PROBLEM REQUIREMENTS:
Search the records below for the string "response" and copy each line where it turns up.

RECORDS SHOWN: Begin

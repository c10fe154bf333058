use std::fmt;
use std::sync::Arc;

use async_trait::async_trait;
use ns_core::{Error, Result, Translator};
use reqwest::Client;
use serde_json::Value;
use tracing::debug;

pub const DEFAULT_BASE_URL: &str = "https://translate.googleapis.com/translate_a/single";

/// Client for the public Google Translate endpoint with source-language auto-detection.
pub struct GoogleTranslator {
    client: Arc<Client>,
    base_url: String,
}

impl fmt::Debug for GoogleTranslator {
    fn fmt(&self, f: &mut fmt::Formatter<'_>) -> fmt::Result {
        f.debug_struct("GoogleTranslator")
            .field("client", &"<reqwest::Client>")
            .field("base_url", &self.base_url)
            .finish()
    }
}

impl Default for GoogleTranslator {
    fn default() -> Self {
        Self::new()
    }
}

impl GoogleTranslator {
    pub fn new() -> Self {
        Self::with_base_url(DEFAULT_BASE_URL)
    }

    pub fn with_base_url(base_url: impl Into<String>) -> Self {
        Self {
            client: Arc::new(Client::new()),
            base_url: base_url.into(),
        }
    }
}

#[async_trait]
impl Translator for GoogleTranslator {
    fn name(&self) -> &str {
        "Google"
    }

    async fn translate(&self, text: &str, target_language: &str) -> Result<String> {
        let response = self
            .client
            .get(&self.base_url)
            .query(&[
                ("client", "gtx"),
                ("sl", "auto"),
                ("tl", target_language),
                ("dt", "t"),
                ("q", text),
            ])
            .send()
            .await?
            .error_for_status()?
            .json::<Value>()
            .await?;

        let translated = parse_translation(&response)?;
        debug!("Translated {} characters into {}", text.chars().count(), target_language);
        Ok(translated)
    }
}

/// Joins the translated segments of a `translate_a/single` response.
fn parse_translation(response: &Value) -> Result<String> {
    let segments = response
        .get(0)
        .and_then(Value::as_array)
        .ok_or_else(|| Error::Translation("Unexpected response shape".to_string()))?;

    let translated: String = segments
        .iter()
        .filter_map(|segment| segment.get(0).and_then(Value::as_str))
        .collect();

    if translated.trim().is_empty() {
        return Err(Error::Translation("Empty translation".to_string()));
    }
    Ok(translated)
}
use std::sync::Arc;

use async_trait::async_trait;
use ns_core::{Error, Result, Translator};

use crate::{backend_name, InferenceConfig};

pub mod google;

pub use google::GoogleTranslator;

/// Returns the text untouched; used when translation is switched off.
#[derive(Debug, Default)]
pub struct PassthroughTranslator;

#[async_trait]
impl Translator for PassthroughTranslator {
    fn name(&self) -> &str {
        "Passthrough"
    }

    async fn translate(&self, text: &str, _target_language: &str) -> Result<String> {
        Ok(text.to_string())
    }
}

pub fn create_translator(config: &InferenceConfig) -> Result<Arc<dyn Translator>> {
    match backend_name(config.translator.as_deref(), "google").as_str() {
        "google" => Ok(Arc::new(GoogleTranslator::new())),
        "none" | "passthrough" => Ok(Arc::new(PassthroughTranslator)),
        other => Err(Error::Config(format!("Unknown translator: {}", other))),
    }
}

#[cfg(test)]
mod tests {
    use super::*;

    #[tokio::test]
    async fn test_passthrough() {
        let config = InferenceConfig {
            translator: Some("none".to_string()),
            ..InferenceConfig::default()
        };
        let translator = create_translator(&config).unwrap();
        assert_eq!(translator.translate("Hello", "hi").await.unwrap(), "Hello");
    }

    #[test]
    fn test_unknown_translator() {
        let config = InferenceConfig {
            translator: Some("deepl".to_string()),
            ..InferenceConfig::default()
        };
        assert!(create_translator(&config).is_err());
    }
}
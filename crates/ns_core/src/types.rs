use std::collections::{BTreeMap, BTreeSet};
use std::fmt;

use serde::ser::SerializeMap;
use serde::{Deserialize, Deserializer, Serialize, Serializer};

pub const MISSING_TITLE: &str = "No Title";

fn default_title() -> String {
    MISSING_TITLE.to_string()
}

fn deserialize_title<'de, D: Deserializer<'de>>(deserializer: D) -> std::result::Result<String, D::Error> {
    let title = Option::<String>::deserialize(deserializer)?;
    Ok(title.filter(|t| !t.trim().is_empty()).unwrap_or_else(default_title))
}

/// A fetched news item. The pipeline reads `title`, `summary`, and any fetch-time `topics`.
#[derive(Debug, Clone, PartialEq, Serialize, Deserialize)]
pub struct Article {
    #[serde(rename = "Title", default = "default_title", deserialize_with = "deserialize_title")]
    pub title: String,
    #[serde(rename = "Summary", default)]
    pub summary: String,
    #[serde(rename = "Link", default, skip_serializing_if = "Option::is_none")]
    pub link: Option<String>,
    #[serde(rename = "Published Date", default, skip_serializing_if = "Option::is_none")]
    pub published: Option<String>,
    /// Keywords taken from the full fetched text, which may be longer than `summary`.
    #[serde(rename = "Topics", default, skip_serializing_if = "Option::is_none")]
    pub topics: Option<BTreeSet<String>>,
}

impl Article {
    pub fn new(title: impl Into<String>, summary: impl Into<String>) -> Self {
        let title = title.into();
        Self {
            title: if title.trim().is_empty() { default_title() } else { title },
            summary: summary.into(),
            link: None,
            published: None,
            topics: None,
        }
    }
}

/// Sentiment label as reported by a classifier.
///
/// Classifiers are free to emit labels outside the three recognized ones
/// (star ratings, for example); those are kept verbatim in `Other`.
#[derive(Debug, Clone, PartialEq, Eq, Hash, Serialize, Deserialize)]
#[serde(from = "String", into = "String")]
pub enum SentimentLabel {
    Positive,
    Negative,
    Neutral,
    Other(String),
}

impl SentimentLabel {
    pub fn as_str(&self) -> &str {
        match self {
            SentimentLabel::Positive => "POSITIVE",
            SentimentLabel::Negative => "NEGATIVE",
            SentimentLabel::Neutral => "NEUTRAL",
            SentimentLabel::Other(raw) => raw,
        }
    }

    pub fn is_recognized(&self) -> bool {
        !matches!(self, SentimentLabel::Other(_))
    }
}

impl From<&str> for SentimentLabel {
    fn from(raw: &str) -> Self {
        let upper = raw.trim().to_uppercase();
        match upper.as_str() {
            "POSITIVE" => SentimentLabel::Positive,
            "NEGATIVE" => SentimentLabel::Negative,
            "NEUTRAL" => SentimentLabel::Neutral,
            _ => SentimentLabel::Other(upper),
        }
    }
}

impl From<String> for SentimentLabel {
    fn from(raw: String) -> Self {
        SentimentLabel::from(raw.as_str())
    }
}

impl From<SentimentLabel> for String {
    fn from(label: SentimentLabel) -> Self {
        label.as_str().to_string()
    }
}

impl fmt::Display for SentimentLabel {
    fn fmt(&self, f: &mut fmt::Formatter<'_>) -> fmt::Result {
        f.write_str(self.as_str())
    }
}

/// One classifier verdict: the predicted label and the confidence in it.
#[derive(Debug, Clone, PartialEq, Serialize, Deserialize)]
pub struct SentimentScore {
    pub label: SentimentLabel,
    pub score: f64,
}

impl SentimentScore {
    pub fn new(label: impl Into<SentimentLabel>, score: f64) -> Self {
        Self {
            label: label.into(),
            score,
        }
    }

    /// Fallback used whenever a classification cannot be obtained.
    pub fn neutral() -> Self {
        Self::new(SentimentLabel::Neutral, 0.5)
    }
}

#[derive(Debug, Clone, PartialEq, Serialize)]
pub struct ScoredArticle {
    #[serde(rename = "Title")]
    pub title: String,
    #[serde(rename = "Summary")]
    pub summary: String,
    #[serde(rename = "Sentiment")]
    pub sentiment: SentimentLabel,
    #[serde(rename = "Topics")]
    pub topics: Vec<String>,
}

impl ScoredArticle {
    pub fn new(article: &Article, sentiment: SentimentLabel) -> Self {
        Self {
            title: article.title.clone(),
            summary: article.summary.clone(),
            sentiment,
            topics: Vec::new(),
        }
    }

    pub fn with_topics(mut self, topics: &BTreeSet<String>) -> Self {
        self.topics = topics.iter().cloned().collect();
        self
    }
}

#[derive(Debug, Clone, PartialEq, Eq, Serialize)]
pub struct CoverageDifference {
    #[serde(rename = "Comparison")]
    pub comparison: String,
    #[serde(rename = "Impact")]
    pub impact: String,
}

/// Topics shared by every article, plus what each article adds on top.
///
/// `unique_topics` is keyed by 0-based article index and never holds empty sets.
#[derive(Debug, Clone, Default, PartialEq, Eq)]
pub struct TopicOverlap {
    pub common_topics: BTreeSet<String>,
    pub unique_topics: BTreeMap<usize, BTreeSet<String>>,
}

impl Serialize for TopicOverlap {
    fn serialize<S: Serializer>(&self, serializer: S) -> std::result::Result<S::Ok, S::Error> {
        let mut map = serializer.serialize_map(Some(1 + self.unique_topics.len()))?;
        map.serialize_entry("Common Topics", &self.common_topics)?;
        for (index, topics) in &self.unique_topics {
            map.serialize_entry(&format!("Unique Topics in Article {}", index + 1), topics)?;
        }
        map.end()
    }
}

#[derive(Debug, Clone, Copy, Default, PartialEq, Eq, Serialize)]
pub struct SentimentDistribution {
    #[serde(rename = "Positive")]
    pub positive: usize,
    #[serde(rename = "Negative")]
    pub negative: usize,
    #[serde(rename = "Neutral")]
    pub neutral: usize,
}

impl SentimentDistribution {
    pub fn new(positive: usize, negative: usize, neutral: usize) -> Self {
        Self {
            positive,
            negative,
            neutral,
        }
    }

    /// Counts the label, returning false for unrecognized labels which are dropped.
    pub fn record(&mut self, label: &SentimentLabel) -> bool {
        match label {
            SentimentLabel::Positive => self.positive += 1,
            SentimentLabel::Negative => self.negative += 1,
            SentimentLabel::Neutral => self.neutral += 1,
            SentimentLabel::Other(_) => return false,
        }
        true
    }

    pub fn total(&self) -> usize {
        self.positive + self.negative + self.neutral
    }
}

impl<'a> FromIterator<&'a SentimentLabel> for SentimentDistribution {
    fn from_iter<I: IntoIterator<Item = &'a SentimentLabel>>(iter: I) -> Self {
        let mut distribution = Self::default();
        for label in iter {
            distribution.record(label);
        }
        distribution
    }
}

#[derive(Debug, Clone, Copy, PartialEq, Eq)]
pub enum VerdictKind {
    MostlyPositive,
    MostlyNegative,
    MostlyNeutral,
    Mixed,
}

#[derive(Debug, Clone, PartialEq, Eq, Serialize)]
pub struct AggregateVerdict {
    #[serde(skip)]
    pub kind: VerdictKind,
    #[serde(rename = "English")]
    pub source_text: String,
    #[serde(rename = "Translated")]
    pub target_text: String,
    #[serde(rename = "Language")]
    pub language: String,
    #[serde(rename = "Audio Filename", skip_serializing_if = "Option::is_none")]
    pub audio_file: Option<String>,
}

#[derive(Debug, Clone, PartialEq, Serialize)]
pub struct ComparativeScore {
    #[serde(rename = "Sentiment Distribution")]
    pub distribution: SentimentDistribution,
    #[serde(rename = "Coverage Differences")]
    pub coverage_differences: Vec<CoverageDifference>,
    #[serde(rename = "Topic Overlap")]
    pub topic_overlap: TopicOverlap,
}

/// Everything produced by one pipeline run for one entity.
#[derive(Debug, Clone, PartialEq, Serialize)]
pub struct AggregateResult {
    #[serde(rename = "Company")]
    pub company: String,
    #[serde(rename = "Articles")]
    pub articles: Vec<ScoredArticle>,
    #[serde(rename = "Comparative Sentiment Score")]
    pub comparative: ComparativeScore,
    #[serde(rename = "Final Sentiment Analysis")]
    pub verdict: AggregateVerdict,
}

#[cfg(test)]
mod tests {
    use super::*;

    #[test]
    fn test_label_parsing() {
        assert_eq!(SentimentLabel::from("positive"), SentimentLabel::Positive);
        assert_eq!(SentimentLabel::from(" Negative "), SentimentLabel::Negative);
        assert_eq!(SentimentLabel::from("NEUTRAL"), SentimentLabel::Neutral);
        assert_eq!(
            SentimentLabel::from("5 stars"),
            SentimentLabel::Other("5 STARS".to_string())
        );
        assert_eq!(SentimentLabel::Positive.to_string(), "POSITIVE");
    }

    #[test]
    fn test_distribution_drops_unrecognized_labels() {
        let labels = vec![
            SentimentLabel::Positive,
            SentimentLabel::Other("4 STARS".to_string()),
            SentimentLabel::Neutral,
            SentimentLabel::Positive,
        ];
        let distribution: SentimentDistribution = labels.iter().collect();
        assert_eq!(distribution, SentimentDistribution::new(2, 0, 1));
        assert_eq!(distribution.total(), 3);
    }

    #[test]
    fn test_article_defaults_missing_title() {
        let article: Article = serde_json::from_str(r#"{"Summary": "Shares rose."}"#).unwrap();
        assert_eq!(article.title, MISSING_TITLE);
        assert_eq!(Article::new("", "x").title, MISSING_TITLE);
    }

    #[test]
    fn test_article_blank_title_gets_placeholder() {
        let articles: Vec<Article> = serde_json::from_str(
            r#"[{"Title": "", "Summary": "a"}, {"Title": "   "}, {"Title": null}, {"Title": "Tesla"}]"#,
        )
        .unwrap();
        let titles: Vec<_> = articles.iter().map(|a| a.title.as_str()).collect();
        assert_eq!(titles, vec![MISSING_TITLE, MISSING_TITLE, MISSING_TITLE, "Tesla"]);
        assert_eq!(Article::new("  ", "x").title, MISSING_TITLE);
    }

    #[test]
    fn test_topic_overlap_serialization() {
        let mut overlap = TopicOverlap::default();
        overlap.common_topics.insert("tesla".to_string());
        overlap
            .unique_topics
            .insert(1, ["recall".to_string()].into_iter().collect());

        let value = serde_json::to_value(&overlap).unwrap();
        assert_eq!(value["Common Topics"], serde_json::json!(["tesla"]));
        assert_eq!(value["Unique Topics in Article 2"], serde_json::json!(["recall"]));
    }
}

RECORDS SHOWN: End

SOLUTION FOR THIS EXERCISE:
        let response = self
        let translated = parse_translation(&response)?;
/// Joins the translated segments of a `translate_a/single` response.
fn parse_translation(response: &Value) -> Result<String> {
    let segments = response
        .ok_or_else(|| Error::Translation("Unexpected response shape".to_string()))?;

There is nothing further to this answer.